Amendment in Securities and Exchange Board of India (Substantial Acquisition of Shares and Takeover) Regulations, 2011

♣ As we all know that in the current situation of the Covid-19 outbreak, everything has come to a standstill, there is no iota of doubt that this is going to have a long lasting impact on the businesses across the world.

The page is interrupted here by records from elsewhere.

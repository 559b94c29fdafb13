//! Configuration for batch feature extraction.
//!
//! Every field has a default, so `ExtractionConfig::default()` is a complete
//! configuration; embedders that load settings from disk deserialize it with
//! serde and override only what they need.

use serde::{Deserialize, Serialize};

use crate::bytes::MIN_STACKSTRING_LEN;

/// Master configuration for batch extraction.
#[derive(Debug, Clone, PartialEq, Serialize, Deserialize)]
#[serde(default)]
pub struct ExtractionConfig {
    /// Input caps applied before generation.
    pub caps: BudgetCaps,
    /// What to do with API names that have more than one `.`.
    pub malformed: MalformedPolicy,
    /// Inputs at or above this length are expanded on the rayon pool.
    pub parallel_threshold: usize,
    /// Shortest stackstring the string-recovery stage should report.
    pub min_stackstring_len: usize,
}

impl Default for ExtractionConfig {
    fn default() -> Self {
        Self {
            caps: BudgetCaps::default(),
            malformed: MalformedPolicy::default(),
            parallel_threshold: 128,
            min_stackstring_len: MIN_STACKSTRING_LEN,
        }
    }
}

/// Budget caps for extraction inputs.
#[derive(Debug, Clone, Copy, PartialEq, Eq, Serialize, Deserialize)]
#[serde(default)]
pub struct BudgetCaps {
    pub max_imports: usize,
    pub max_api_calls: usize,
}

impl Default for BudgetCaps {
    fn default() -> Self {
        BudgetCaps {
            max_imports: 5000,
            max_api_calls: 100_000,
        }
    }
}

/// Handling of API names with more than one module separator.
#[derive(Debug, Clone, Copy, Default, PartialEq, Eq, Serialize, Deserialize)]
#[serde(rename_all = "lowercase")]
pub enum MalformedPolicy {
    /// Abort the batch with the first malformed name.
    #[default]
    Fail,
    /// Log and drop the call site, then continue.
    Skip,
}
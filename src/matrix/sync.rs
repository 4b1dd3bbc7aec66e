//! Event handlers registered on the SDK client.
//!
//! Only two kinds of events matter to the bridge:
//! - text messages in joined rooms, forwarded to the mirror callback
//! - invites for the bridged account, accepted when auto-join is enabled

use std::sync::Arc;

use log::{error, info, warn};
use matrix_sdk::{
    Client, RoomState,
    ruma::events::room::{
        member::StrippedRoomMemberEvent,
        message::{MessageType, OriginalSyncRoomMessageEvent},
    },
};
use tokio::time::{Duration, sleep};

use crate::matrix::{MirroredMessage, Room};

/// Joining is given up once the retry delay grows past this many seconds.
const MAX_JOIN_DELAY_SECS: u64 = 3600;

/// Snapshots an SDK room into a [`Room`].
///
/// Falls back to the room id when the display name cannot be computed.
pub(crate) async fn to_room(room: &matrix_sdk::Room) -> Room {
    let display_name = match room.display_name().await {
        Ok(name) => name.to_string(),
        Err(e) => {
            warn!("failed to compute display name of {}: {:?}", room.room_id(), e);
            room.room_id().to_string()
        }
    };

    Room {
        room_id: room.room_id().to_string(),
        display_name,
    }
}

/// Registers `on_message` for text messages in joined rooms.
pub(crate) fn register_message_handler<F, Fut>(client: &Client, on_message: F)
where
    F: Fn(Room, MirroredMessage) -> Fut + Send + Sync + 'static,
    Fut: Future<Output = ()> + Send + 'static,
{
    let on_message = Arc::new(on_message);

    client.add_event_handler(
        move |event: OriginalSyncRoomMessageEvent, room: matrix_sdk::Room| {
            let on_message = Arc::clone(&on_message);
            async move { on_room_message(event, room, &on_message).await }
        },
    );
}

/// Registers the auto-join handler, `on_joined` runs after each successful join.
pub(crate) fn register_auto_join<F>(client: &Client, on_joined: F)
where
    F: Fn(Room) + Send + Sync + 'static,
{
    let on_joined = Arc::new(on_joined);

    client.add_event_handler(
        move |room_member: StrippedRoomMemberEvent, client: Client, room: matrix_sdk::Room| {
            let on_joined = Arc::clone(&on_joined);
            async move { auto_join_room(room_member, client, room, on_joined).await }
        },
    );
}

/// Joins the room when the invite is for the bridged account.
///
/// See <https://github.com/matrix-org/synapse/issues/4345> for why joining
/// right after the invite may fail and must be retried.
async fn auto_join_room<F>(
    room_member: StrippedRoomMemberEvent,
    client: Client,
    room: matrix_sdk::Room,
    on_joined: Arc<F>,
) where
    F: Fn(Room) + Send + Sync + 'static,
{
    let Some(user_id) = client.user_id() else {
        warn!("could not get user id from client");
        return;
    };

    // Ignore if the invite is not for us
    if room_member.state_key != user_id {
        return;
    }

    tokio::spawn(async move {
        info!("auto joining room {}", room.room_id());
        let mut delay = 2;

        while let Err(err) = room.join().await {
            error!(
                "failed to join room {} ({err:?}), retrying in {delay}s",
                room.room_id()
            );

            sleep(Duration::from_secs(delay)).await;
            delay *= 2;

            if delay > MAX_JOIN_DELAY_SECS {
                error!("can't join room {} ({err:?})", room.room_id());
                return;
            }
        }

        info!("successfully joined room {}", room.room_id());
        on_joined(to_room(&room).await);
    });
}

/// Forwards a text message of a joined room to the callback.
///
/// Non-text messages (images, files, edits, ...) are ignored.
async fn on_room_message<F, Fut>(
    event: OriginalSyncRoomMessageEvent,
    room: matrix_sdk::Room,
    on_message: &Arc<F>,
) where
    F: Fn(Room, MirroredMessage) -> Fut + Send + Sync + 'static,
    Fut: Future<Output = ()> + Send + 'static,
{
    // Ignore messages from non-joined rooms
    if room.state() != RoomState::Joined {
        return;
    }

    let MessageType::Text(text_content) = event.content.msgtype else {
        return;
    };

    let message = MirroredMessage {
        room_id: room.room_id().to_string(),
        sender: event.sender.to_string(),
        event_id: event.event_id.to_string(),
        body: text_content.body,
        server_timestamp_ms: u64::from(event.origin_server_ts.0),
    };

    on_message(to_room(&room).await, message).await;
}
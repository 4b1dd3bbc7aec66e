//! Matrix client wrapper for the bridge.
//!
//! This module provides a high-level [`MatrixClient`] interface that wraps the
//! Matrix SDK client and exposes synchronization, room discovery and plain-text
//! sending. The client is cheap to share: the SDK client is internally
//! reference counted and safe to use from many tasks at once, so relays and the
//! sync loop all go through one `Arc<MatrixClient>`.

use std::{path::Path, time::Duration};

use anyhow::{Context, anyhow};
use async_trait::async_trait;
use futures::future::join_all;
use log::{debug, info};
use matrix_sdk::{
    Client, LoopCtrl,
    config::SyncSettings,
    ruma::{OwnedUserId, RoomId, UserId, events::room::message::RoomMessageEventContent},
};
use tokio_util::sync::CancellationToken;

use crate::{
    matrix::{MirroredMessage, Room, sync},
    relay::MessageSender,
};

/// High-level Matrix client for the bridge.
pub struct MatrixClient {
    /// Underlying Matrix SDK client
    client: Client,
    /// Fully qualified id of the bridged account
    user_id: OwnedUserId,
}

impl MatrixClient {
    /// Creates a client for `homeserver`, not yet authenticated.
    ///
    /// # Arguments
    ///
    /// * `homeserver` - Homeserver host, reached over `https`
    /// * `user_id` - Fully qualified user id of the account
    /// * `store_path` - Optional directory for the SDK sqlite state store. With a
    ///   store, room state and the sync token survive restarts.
    ///
    /// # Errors
    ///
    /// Returns an error if the user id is invalid or the client cannot be built.
    pub async fn new(
        homeserver: &str,
        user_id: &str,
        store_path: Option<&Path>,
    ) -> Result<Self, anyhow::Error> {
        let user_id = UserId::parse(user_id).with_context(|| format!("invalid user id {user_id}"))?;

        let mut builder = Client::builder().homeserver_url(format!("https://{homeserver}"));
        if let Some(store_path) = store_path {
            debug!("using state store at {}", store_path.display());
            builder = builder.sqlite_store(store_path, None);
        }

        let client = builder.build().await.context("failed to build matrix client")?;
        debug!("matrix client created for {}", homeserver);

        Ok(MatrixClient { client, user_id })
    }

    pub fn user_id(&self) -> &UserId {
        &self.user_id
    }

    pub(crate) fn sdk_client(&self) -> &Client {
        &self.client
    }

    /// Performs a single sync and returns the next batch token.
    ///
    /// Used once at startup, with a short timeout, to learn which rooms the
    /// account is in. Event handlers already registered are dispatched as usual.
    pub async fn sync_once(&self, timeout: Duration) -> Result<String, anyhow::Error> {
        let response = self
            .client
            .sync_once(SyncSettings::default().timeout(timeout))
            .await
            .context("initial sync failed")?;

        Ok(response.next_batch)
    }

    /// Long-polls the homeserver until an error occurs or `cancel` fires.
    ///
    /// # Arguments
    ///
    /// * `since` - Token returned by [`Self::sync_once`]
    /// * `timeout` - Long-poll timeout of each request
    /// * `cancel` - Stops the loop after the current request returns
    ///
    /// # Errors
    ///
    /// Any sync failure ends the loop and is returned, there is no reconnect.
    pub async fn sync_forever(
        &self,
        since: String,
        timeout: Duration,
        cancel: CancellationToken,
    ) -> Result<(), anyhow::Error> {
        info!("start syncing");

        let sync_settings = SyncSettings::default().timeout(timeout).token(since);

        self.client
            .sync_with_result_callback(sync_settings, |sync_result| {
                let cancel = cancel.clone();
                async move {
                    sync_result?;
                    if cancel.is_cancelled() {
                        return Ok(LoopCtrl::Break);
                    }
                    Ok(LoopCtrl::Continue)
                }
            })
            .await?;

        info!("matrix sync ended");
        Ok(())
    }

    /// Returns the joined rooms with their current display names.
    pub async fn joined_rooms(&self) -> Vec<Room> {
        join_all(self.client.joined_rooms().iter().map(sync::to_room)).await
    }

    /// Subscribes `on_message` to every text message of a joined room.
    ///
    /// The returned future is awaited before the next event is dispatched, so
    /// messages are handled one at a time in the order the sync delivers them.
    pub fn on_text_message<F, Fut>(&self, on_message: F)
    where
        F: Fn(Room, MirroredMessage) -> Fut + Send + Sync + 'static,
        Fut: Future<Output = ()> + Send + 'static,
    {
        sync::register_message_handler(&self.client, on_message);
    }

    /// Accepts invites automatically, `on_joined` is called once a room is joined.
    pub fn auto_join<F>(&self, on_joined: F)
    where
        F: Fn(Room) + Send + Sync + 'static,
    {
        sync::register_auto_join(&self.client, on_joined);
    }
}

#[async_trait]
impl MessageSender for MatrixClient {
    /// Sends `text` as a plain `m.text` message.
    async fn send_text(&self, room_id: &str, text: &str) -> Result<(), anyhow::Error> {
        let room_id = RoomId::parse(room_id)?;
        let room = self
            .client
            .get_room(&room_id)
            .ok_or_else(|| anyhow!("room {} is not known", room_id))?;

        room.send(RoomMessageEventContent::text_plain(text)).await?;
        debug!("sent message to {}", room_id);

        Ok(())
    }
}
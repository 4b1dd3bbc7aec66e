//! Mirroring of incoming messages into the mailbox tree.
//!
//! - [`MailboxTree`] computes every path of the tree
//! - [`MirrorWriter`] writes each message exactly once, restoring its timestamp
//!
//! # Example
//!
//! ```no_run
//! use mpmc::mirror::{MailboxTree, MirrorWriter};
//!
//! # async fn example(room: mpmc::matrix::Room, message: mpmc::matrix::MirroredMessage) {
//! let tree = MailboxTree::new("/tmp/mm".as_ref(), "example.org", "alice");
//! let writer = MirrorWriter::new(tree);
//!
//! if let Some(path) = writer.on_message(&room, &message).await {
//!     println!("{}", path.display());
//! }
//! # }
//! ```

mod paths;
mod writer;

pub use crate::mirror::paths::MailboxTree;
pub use crate::mirror::writer::{MirrorWriter, create_private_dir};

Considering the current situation of the Pandemic and in order to provide a helping hand to the Promoters and their Companies, the Securities and Exchange Board of India (herein after referred to as “Board”), in exercise of the powers conferred under Section 30 of the Securities and Exchange Board of India Act, 1992 (herein after referred to as the “Act”), has further amended the Securities and Exchange Board of India (Substantial Acquisition of Shares and Takeover) Regulations, 2011 (herein after referred to as “SEBI (SAST) Regulations, 2011”) via notification dated 16th June, 2020 (SEBI/LAD-NRO/GN/2020/14) and these Regulations may be called as Securities and Exchange Board of India (Substantial Acquisition of Shares and Takeover) Regulations, 2020 (herein after referred to as “SEBI (SAST) Regulations, 2020”).

♣ SEBI (SAST) Regulations, 2020 is effective from 16th day of June, 2020.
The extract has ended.